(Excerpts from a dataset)
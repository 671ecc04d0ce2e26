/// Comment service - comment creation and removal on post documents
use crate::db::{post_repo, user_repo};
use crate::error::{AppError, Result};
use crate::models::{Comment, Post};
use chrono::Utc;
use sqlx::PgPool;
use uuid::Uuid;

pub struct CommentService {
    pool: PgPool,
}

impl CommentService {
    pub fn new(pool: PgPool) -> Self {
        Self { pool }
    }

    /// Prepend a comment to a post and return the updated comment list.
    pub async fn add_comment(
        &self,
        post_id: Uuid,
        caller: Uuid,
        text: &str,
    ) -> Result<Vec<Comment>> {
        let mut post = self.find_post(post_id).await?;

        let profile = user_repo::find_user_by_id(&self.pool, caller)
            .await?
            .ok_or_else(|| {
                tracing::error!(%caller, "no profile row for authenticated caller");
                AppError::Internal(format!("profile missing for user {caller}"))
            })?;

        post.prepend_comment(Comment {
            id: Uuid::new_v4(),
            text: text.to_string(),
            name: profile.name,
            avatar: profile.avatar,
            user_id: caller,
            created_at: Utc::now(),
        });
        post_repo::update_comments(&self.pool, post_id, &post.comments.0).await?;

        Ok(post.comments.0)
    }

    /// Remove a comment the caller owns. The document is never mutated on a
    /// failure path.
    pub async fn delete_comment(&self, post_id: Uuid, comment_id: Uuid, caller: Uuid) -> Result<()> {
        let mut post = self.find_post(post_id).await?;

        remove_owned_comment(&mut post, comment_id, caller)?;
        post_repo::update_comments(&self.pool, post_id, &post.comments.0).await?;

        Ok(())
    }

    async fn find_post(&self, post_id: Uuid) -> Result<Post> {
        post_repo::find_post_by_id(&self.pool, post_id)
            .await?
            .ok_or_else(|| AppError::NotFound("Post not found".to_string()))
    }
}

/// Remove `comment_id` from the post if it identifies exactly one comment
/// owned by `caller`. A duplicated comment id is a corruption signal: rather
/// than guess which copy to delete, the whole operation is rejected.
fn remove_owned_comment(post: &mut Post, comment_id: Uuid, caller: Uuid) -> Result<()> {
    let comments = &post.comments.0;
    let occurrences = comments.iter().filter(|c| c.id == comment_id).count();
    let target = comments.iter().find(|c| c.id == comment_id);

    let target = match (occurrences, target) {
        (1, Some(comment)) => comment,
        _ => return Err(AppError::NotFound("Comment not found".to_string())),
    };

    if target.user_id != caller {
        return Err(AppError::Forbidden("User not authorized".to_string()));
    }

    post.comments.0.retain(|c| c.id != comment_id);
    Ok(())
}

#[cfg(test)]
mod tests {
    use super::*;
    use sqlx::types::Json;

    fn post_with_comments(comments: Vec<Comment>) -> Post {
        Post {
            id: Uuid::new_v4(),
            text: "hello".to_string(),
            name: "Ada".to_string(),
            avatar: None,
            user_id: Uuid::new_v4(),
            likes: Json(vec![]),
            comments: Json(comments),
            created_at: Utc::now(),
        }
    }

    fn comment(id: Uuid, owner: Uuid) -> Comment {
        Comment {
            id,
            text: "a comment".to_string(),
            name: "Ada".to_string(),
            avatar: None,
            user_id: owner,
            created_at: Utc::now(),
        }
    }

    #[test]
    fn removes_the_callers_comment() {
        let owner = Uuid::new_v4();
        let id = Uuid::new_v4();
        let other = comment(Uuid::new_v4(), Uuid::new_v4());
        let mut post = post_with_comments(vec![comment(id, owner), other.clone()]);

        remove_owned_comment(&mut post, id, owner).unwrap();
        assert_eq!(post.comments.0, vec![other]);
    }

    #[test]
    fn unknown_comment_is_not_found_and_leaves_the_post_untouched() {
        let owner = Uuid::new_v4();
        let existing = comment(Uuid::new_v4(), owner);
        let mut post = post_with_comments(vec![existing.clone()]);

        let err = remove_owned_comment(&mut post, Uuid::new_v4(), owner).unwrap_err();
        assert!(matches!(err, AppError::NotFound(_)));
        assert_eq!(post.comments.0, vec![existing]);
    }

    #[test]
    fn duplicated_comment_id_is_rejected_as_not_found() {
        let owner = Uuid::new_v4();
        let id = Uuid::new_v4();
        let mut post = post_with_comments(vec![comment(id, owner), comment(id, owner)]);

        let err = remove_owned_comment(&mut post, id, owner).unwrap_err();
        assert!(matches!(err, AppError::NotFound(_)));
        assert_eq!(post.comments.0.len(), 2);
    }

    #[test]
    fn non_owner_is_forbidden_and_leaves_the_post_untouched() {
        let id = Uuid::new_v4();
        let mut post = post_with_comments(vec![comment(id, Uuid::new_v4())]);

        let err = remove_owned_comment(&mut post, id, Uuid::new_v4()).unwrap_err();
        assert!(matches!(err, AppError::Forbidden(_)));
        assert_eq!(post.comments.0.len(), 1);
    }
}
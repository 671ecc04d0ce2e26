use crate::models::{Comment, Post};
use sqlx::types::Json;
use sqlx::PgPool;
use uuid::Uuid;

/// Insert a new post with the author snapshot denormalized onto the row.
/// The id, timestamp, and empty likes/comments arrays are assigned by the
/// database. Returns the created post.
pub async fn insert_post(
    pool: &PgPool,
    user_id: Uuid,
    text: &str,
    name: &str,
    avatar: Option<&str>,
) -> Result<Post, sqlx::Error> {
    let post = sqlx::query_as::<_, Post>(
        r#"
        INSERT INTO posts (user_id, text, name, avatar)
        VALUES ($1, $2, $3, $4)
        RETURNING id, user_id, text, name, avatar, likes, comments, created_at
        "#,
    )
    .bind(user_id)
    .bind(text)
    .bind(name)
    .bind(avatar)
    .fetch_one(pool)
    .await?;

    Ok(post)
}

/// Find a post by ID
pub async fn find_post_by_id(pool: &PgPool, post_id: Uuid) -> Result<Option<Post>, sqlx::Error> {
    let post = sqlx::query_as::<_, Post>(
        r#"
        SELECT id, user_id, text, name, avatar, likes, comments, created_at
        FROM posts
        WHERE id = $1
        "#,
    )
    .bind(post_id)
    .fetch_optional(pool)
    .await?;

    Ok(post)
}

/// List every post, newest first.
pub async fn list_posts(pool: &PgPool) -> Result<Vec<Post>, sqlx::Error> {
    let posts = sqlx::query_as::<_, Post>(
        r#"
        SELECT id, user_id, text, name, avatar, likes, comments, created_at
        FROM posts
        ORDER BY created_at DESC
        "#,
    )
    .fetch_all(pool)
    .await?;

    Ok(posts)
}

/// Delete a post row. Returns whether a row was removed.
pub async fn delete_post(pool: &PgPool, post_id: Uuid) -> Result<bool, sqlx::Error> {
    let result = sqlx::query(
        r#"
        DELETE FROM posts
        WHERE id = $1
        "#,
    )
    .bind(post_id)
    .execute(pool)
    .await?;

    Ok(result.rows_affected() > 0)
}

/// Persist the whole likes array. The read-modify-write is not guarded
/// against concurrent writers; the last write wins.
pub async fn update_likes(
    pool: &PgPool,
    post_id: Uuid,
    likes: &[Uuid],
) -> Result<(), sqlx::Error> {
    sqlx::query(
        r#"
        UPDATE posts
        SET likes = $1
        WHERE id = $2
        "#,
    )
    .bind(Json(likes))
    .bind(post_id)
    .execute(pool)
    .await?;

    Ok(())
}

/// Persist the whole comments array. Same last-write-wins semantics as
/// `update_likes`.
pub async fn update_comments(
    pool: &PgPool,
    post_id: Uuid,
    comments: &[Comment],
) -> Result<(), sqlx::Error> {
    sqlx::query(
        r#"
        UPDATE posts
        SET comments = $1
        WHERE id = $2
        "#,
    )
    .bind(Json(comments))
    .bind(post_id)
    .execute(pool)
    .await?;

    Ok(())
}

Task to carry out:
For each line in the entries that holds "other", return that line.

Result:
        let other = comment(Uuid::new_v4(), Uuid::new_v4());
        let mut post = post_with_comments(vec![comment(id, owner), other.clone()]);
        assert_eq!(post.comments.0, vec![other]);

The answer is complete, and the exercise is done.